DOI: https://doi.org/10.1074/jbc.M601726200
URL: http://www.jbc.org/content/281/19/13057
Abstract
Reactive oxygen species, such as the superoxide anion, H2O2, and the hydroxyl radical, have been considered as cytotoxic by-products of cellular metabolism. However, recent studies have provided evidence that H2O2 serves as a signaling molecule modulating various physiological functions. Here we investigated the effect of H2O2 on the regulation of intracellular Ca2+ signaling in rat cortical astrocytes. H2O2 triggered the generation of oscillations of intracellular Ca2+ concentration ([Ca2+]i) in a concentration-dependent manner over the range 10–100μm. The H2O2-induced [Ca2+]i oscillations persisted in the absence of extracellular Ca2+ and were prevented by depletion of intracellular Ca2+ stores with thapsigargin. The H2O2-induced [Ca2+]i oscillations were not inhibited by pretreatment with ryanodine but were prevented by 2-aminoethoxydiphenyl borate and caffeine, known antagonists of inositol 1,4,5-trisphosphate receptors. H2O2 activated phospholipase C (PLC) γ1 in a dose-dependent manner, and U73122, an inhibitor of PLC, completely abolished the H2O2-induced [Ca2+]i oscillations. In addition, RNA interference against PLCγ1 and the expression of the inositol 1,4,5-trisphosphate-sequestering “sponge” prevented the generation of [Ca2+]i oscillations.
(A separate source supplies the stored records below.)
//! Error types for the Rank Matcher client.
//!
//! Decoding failures are frame-local and live in [`DecodeError`]: the
//! offending frame is dropped but the connection stays up. Everything that
//! concerns the connection or the session itself is a [`RankMatcherError`].

use thiserror::Error;

/// Reasons a single inbound frame could not be decoded.
#[derive(Debug, Clone, PartialEq, Eq, Error)]
pub enum DecodeError {
    /// Expected a base-10 number but found no digits (or an overflowing run).
    #[error("malformed number at character {position}")]
    MalformedNumber {
        /// Character offset into the frame where the number should start.
        position: usize,
    },

    /// A string field declared more characters than the frame has left.
    #[error("truncated string: declared {declared} characters, {remaining} remaining")]
    TruncatedString {
        /// Length prefix read from the wire.
        declared: u64,
        /// Characters actually left in the frame.
        remaining: usize,
    },

    /// The frame's version prefix is not one this client speaks.
    #[error("unsupported protocol version {0}")]
    UnsupportedVersion(u64),

    /// The frame's type tag does not name any known message.
    #[error("unknown message type {0}")]
    UnknownMessageType(u64),
}

/// Errors that can occur when using the Rank Matcher client.
#[derive(Debug, Error)]
pub enum RankMatcherError {
    /// The transport could not be established (or its handshake did not
    /// finish) within the configured connect timeout.
    #[error("connection attempt timed out")]
    ConnectTimeout,

    /// Failed to send a frame through the transport.
    #[error("transport send error: {0}")]
    TransportSend(String),

    /// Failed to receive a frame from the transport.
    #[error("transport receive error: {0}")]
    TransportReceive(String),

    /// The transport connection was closed before the operation settled.
    #[error("transport connection closed")]
    TransportClosed,

    /// The server URL could not be used to open a connection.
    #[error("invalid server url {url}: {reason}")]
    InvalidUrl {
        /// The rejected URL.
        url: String,
        /// Why it was rejected.
        reason: String,
    },

    /// `connect` was called while a connection is already being set up or live.
    #[error("session is already connected or connecting")]
    AlreadyConnected,

    /// The session was shut down; no further operations are accepted.
    #[error("session closed")]
    SessionClosed,

    /// An I/O error occurred.
    #[error("I/O error: {0}")]
    Io(#[from] std::io::Error),
}

impl RankMatcherError {
    /// Returns `true` for connection-level failures the caller may retry.
    pub fn is_transport(&self) -> bool {
        matches!(
            self,
            Self::ConnectTimeout
                | Self::TransportSend(_)
                | Self::TransportReceive(_)
                | Self::TransportClosed
                | Self::Io(_)
        )
    }
}

/// A specialized [`Result`] type for Rank Matcher client operations.
pub type Result<T> = std::result::Result<T, RankMatcherError>;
H2O2-induced [Ca2+]i oscillations and PLCγ1 phosphorylation were inhibited by pretreatment with dithiothreitol, a sulfhydryl-reducing agent. Finally, epidermal growth factor induced H2O2 production, PLCγ1 activation, and [Ca2+]i increases, which were attenuated by N-acetylcysteine and diphenyleneiodonium and by the overexpression of peroxiredoxin type II. Therefore, we conclude that low concentrations of exogenously applied H2O2 generate [Ca2+]i oscillations by activating PLCγ1 through sulfhydryl oxidation-dependent mechanisms. Furthermore, we show that this mechanism underlies the modulatory effect of endogenously produced H2O2 on epidermal growth factor-induced Ca2+ signaling in rat cortical astrocytes.